In 1812 as DC was being sacked by the British, literally burning the city to the ground, Dolly Madison and a band of soldiers stayed behind at the White House to gather and rescue documents precious to our Nation. As they were fleeing the British were hot on their tail as the city literally burned around them (the White House too) when a torrential rain came from nowhere, so heavy they could barely see 6 feet ahead of them, and halted the British from advancing while simultaneously quelled the fires.The First Lady escaped, DC didn't burn entirely.
A miracle. Not the storm but the precise timing of the sudden storm. And before your cast doubts on my claim,many personal journals from the British soldiers and the Americans soldiers who were there claim that this was God acting to protect the fledgling nation. You can read these journals at the Library of congress or the British Library - eye witness accounts and personal text on two continents.

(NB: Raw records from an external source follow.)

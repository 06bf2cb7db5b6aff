/*
    AnsiDrive

    Copyright 2024-2025 AnsiDrive contributors

    Permission is hereby granted, free of charge, to any person obtaining a
    copy of this software and associated documentation files (the “Software”),
    to deal in the Software without restriction, including without limitation
    the rights to use, copy, modify, merge, publish, distribute, sublicense,
    and/or sell copies of the Software, and to permit persons to whom the
    Software is furnished to do so, subject to the following conditions:

    The above copyright notice and this permission notice shall be included in
    all copies or substantial portions of the Software.

    THE SOFTWARE IS PROVIDED “AS IS”, WITHOUT WARRANTY OF ANY KIND, EXPRESS OR
    IMPLIED, INCLUDING BUT NOT LIMITED TO THE WARRANTIES OF MERCHANTABILITY,
    FITNESS FOR A PARTICULAR PURPOSE AND NONINFRINGEMENT. IN NO EVENT SHALL THE
    AUTHORS OR COPYRIGHT HOLDERS BE LIABLE FOR ANY CLAIM, DAMAGES OR OTHER
    LIABILITY, WHETHER IN AN ACTION OF CONTRACT, TORT OR OTHERWISE, ARISING
    FROM, OUT OF OR IN CONNECTION WITH THE SOFTWARE OR THE USE OR OTHER
    DEALINGS IN THE SOFTWARE.

    --------------------------------------------------------------------------

    ansidrive_headless::sim_bus.rs

    A software stand-in for the interface port. The host side sets input
    levels directly; device outputs are latched for the host to observe.
*/

use ansidrive_core::devices::ansi::{
    pins::AnsiPins,
    AnsiSignals,
    ControlBusDirection,
    Level,
    OutputLine,
};

#[derive(Default)]
pub struct SimulatedBus {
    /// Input levels as driven by the host.
    pub pins: AnsiPins,
    /// Last byte placed on the control bus by a device.
    pub bus_out: u8,
    pub ack: bool,
    pub attention: bool,
    pub busy: bool,
    pub direction: ControlBusDirection,
    /// Sense byte 1 faults that survive CLEAR_FAULT.
    pub faults: u8,
    trace: bool,
}

impl SimulatedBus {
    pub fn new(trace: bool) -> Self {
        Self {
            trace,
            ..Default::default()
        }
    }

    /// Drive the control bus from the host side.
    pub fn host_write(&mut self, value: u8) {
        self.pins.bus_direction_out = Level::Low;
        self.pins.control_bus = value;
    }

    /// Turn the control bus around so that devices drive it.
    pub fn host_release(&mut self) {
        self.pins.bus_direction_out = Level::High;
    }

    pub fn set_port_enable(&mut self, active: bool) {
        self.pins.port_enable = Level::from_active(active);
    }

    pub fn set_strobe(&mut self, active: bool) {
        self.pins.select_out_attn_in_strobe = Level::from_active(active);
    }

    pub fn set_command_request(&mut self, active: bool) {
        self.pins.command_request = Level::from_active(active);
    }

    pub fn set_parameter_request(&mut self, active: bool) {
        self.pins.parameter_request = Level::from_active(active);
    }

    pub fn set_read_gate(&mut self, active: bool) {
        self.pins.read_gate = Level::from_active(active);
    }

    pub fn set_write_gate(&mut self, active: bool) {
        self.pins.write_gate = Level::from_active(active);
    }
}

impl AnsiSignals for SimulatedBus {
    fn sample(&mut self) -> AnsiPins {
        self.pins
    }

    fn write_control_bus(&mut self, value: u8) {
        if self.trace {
            log::trace!("bus <- {:02X}", value);
        }
        self.bus_out = value;
    }

    fn set_line(&mut self, line: OutputLine, active: bool) {
        let latch = match line {
            OutputLine::BusAcknowledge => &mut self.ack,
            OutputLine::Attention => &mut self.attention,
            OutputLine::Busy => &mut self.busy,
        };
        if self.trace && *latch != active {
            log::trace!("{} {}", line, if active { "asserted" } else { "released" });
        }
        *latch = active;
    }

    fn set_control_bus_direction(&mut self, direction: ControlBusDirection) {
        self.direction = direction;
    }

    fn persistent_faults(&self) -> u8 {
        self.faults
    }
}
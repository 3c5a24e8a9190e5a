//! Error types for the grid engine.

use thiserror::Error;

/// Errors raised while configuring a table.
///
/// Interactions on an already configured table never fail; they either
/// apply or are ignored.
#[derive(Debug, Clone, PartialEq, Eq, Error)]
pub enum GridError {
    /// Two column descriptors share the same id.
    #[error("duplicate column id: {0}")]
    DuplicateColumn(String),

    /// A column id does not name any column of the table.
    #[error("unknown column: {0}")]
    UnknownColumn(String),

    /// Sorting was requested on a column that is not sortable.
    #[error("column is not sortable: {0}")]
    NotSortable(String),

    /// The page size is zero.
    #[error("rows per page must be at least 1")]
    InvalidPerPage,
}

/// Result type alias for grid operations.
pub type Result<T> = std::result::Result<T, GridError>;
//! Admin dashboard view.

use ironhtml::typed::Element;
use ironhtml_elements::{Div, A, H5, I, P};

use crate::site::AdminSite;

use super::render_admin_page;

/// Renders the admin dashboard with one card per screen.
#[must_use]
pub fn index_view(site: &AdminSite) -> String {
    let resources = site.registered_resources();

    let content = if resources.is_empty() {
        Element::<Div>::new()
            .class("alert alert-info")
            .child::<I, _>(|i| i.class("bi bi-info-circle ms-2"))
            .text("No screens are enabled for this site.")
            .render()
    } else {
        let mut cards_html = String::new();
        for resource in resources {
            let list_url = site.list_url(*resource);
            let manage_text = format!("Browse and search {}", resource.title().to_lowercase());

            Element::<Div>::new()
                .class("col-md-4 col-lg-3 mb-4")
                .child::<Div, _>(|card| {
                    card.class("card h-100")
                        .child::<Div, _>(|cb| {
                            cb.class("card-body")
                                .child::<H5, _>(|h| {
                                    h.class("card-title")
                                        .child::<I, _>(|i| i.class("bi bi-table ms-2"))
                                        .text(resource.title())
                                })
                                .child::<P, _>(|p| {
                                    p.class("card-text text-muted").text(&manage_text)
                                })
                        })
                        .child::<Div, _>(|cf| {
                            cf.class("card-footer bg-transparent").child::<A, _>(|a| {
                                a.attr("href", &list_url)
                                    .class("btn btn-outline-success btn-sm")
                                    .child::<I, _>(|i| i.class("bi bi-list ms-1"))
                                    .text("View")
                            })
                        })
                })
                .render_to(&mut cards_html);
        }

        Element::<Div>::new()
            .class("row")
            .raw(&cards_html)
            .render()
    };

    let breadcrumbs = vec![("Home".to_string(), None)];

    render_admin_page(
        site,
        "Dashboard",
        Some(site.home_url()),
        content,
        breadcrumbs,
        Vec::new(),
    )
}

#[cfg(test)]
mod tests {
    use super::*;

    #[test]
    fn test_index_view_lists_screens() {
        let site = AdminSite::new("Test Admin");
        let body = index_view(&site);
        assert!(body.contains("/admin/category-features/"));
        assert!(body.contains("Browse and search advertisings"));
    }

    #[test]
    fn test_index_view_empty() {
        let site = AdminSite::new("Test Admin").resources(&[]);
        let body = index_view(&site);
        assert!(body.contains("No screens are enabled"));
    }
}
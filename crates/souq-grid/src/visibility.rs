//! Column visibility store.

use std::collections::{HashMap, HashSet};

use tracing::debug;

use crate::column::PreparedColumn;

/// Tracks which columns are shown.
///
/// Columns that are not toggleable are always visible, whatever the
/// store is asked to do.
#[derive(Debug, Clone, Default)]
pub struct VisibilityStore {
    /// Visibility of each toggleable column.
    toggles: HashMap<String, bool>,
    /// Columns that can never be hidden.
    pinned: HashSet<String>,
}

impl VisibilityStore {
    /// Seeds the store from the columns' initial visibility.
    #[must_use]
    pub fn new<T>(columns: &[PreparedColumn<T>]) -> Self {
        let mut store = Self::default();
        store.reconcile(columns);
        store
    }

    /// Returns whether a column is visible.
    ///
    /// Unknown ids are not visible.
    #[must_use]
    pub fn is_visible(&self, id: &str) -> bool {
        self.pinned.contains(id) || self.toggles.get(id).copied().unwrap_or(false)
    }

    /// Flips the visibility of a toggleable column.
    ///
    /// Returns `false` and does nothing for pinned or unknown ids.
    pub fn toggle(&mut self, id: &str) -> bool {
        let Some(visible) = self.toggles.get_mut(id) else {
            return false;
        };
        *visible = !*visible;
        debug!(column = id, visible = *visible, "column visibility toggled");
        true
    }

    /// Shows or hides every toggleable column at once.
    pub fn set_all(&mut self, visible: bool) {
        for value in self.toggles.values_mut() {
            *value = visible;
        }
        debug!(visible, count = self.toggles.len(), "all toggleable columns set");
    }

    /// Brings the store in line with a new column set.
    ///
    /// Choices made for columns that still exist are kept, new columns
    /// start at their default, and ids that disappeared are forgotten.
    pub fn reconcile<T>(&mut self, columns: &[PreparedColumn<T>]) {
        let mut toggles = HashMap::new();
        let mut pinned = HashSet::new();

        for column in columns {
            if column.toggleable {
                let visible = self
                    .toggles
                    .get(&column.id)
                    .copied()
                    .unwrap_or(column.initial_visible);
                toggles.insert(column.id.clone(), visible);
            } else {
                pinned.insert(column.id.clone());
            }
        }

        let dropped = self
            .toggles
            .keys()
            .filter(|id| !toggles.contains_key(*id) && !pinned.contains(*id))
            .count();
        if dropped > 0 {
            debug!(dropped, "stale column visibility dropped");
        }

        self.toggles = toggles;
        self.pinned = pinned;
    }

    /// Returns the visible columns, in declaration order.
    #[must_use]
    pub fn visible_columns<'c, T>(
        &self,
        columns: &'c [PreparedColumn<T>],
    ) -> Vec<&'c PreparedColumn<T>> {
        columns.iter().filter(|c| self.is_visible(&c.id)).collect()
    }

    /// Returns the ids of the visible columns, in declaration order.
    #[must_use]
    pub fn visible_ids<T>(&self, columns: &[PreparedColumn<T>]) -> Vec<String> {
        columns
            .iter()
            .filter(|c| self.is_visible(&c.id))
            .map(|c| c.id.clone())
            .collect()
    }

    /// Returns the number of toggleable columns currently hidden.
    #[must_use]
    pub fn hidden_count(&self) -> usize {
        self.toggles.values().filter(|v| !**v).count()
    }
}

#[cfg(test)]
mod tests {
    use super::*;
    use crate::column::{prepare_columns, Column};

    struct Ad {
        title: String,
        city: String,
        views: i64,
    }

    fn columns() -> Vec<PreparedColumn<Ad>> {
        prepare_columns(&[
            Column::new("title", "Title", |a: &Ad| a.title.clone()).toggleable(false),
            Column::new("city", "City", |a: &Ad| a.city.clone()),
            Column::new("views", "Views", |a: &Ad| a.views).default_hidden(),
        ])
        .unwrap()
    }

    #[test]
    fn test_seeded_from_defaults() {
        let store = VisibilityStore::new(&columns());
        assert!(store.is_visible("title"));
        assert!(store.is_visible("city"));
        assert!(!store.is_visible("views"));
        assert!(!store.is_visible("missing"));
    }

    #[test]
    fn test_toggle_ignores_pinned_columns() {
        let mut store = VisibilityStore::new(&columns());
        assert!(!store.toggle("title"));
        assert!(store.is_visible("title"));

        assert!(store.toggle("city"));
        assert!(!store.is_visible("city"));
        assert!(store.toggle("city"));
        assert!(store.is_visible("city"));
    }

    #[test]
    fn test_set_all_keeps_pinned_visible() {
        let cols = columns();
        let mut store = VisibilityStore::new(&cols);

        store.set_all(false);
        let visible: Vec<&str> = store
            .visible_columns(&cols)
            .iter()
            .map(|c| c.id.as_str())
            .collect();
        assert_eq!(visible, vec!["title"]);
        assert_eq!(store.hidden_count(), 2);

        store.set_all(true);
        assert_eq!(store.visible_ids(&cols), vec!["title", "city", "views"]);
    }

    #[test]
    fn test_reconcile_preserves_survivors() {
        let mut store = VisibilityStore::new(&columns());
        store.toggle("city");
        store.toggle("views");

        let next = prepare_columns(&[
            Column::new("title", "Title", |a: &Ad| a.title.clone()).toggleable(false),
            Column::new("city", "City", |a: &Ad| a.city.clone()),
            Column::new("created", "Created", |a: &Ad| a.views).default_hidden(),
        ])
        .unwrap();
        store.reconcile(&next);

        assert!(!store.is_visible("city"));
        assert!(!store.is_visible("created"));
        assert!(!store.is_visible("views"));
        assert_eq!(store.hidden_count(), 2);
    }
}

If we can't take word of mouth, experience and the written word, do we then doubt the veracity of the Constitution? The Magna Carta? Isn't what you're contending just another flavor of 'flat earth' argument or perhaps the global climate change hockey stick?
My point, you cannot discount something just because it defies your degree of understanding or desire to comprehend in a specific an certain way. To think we know all, or even very much about what is, is foolhardy and naive. To deny the possibility is, as I said many times, when you cannot possibly know is dishonest intellectually.
Objectivism is not religion and neither is what you disparage as "scientism". "Religion" has a philosophical meaning, which is not whatever you don't like. No one is "regulating" or "imposing" it, it has the meaning that Ayn Rand gave it when she formulated it. When you make pronouncements here that are rejected as irrational that is not "imposing" anything. Either you understand or you don't.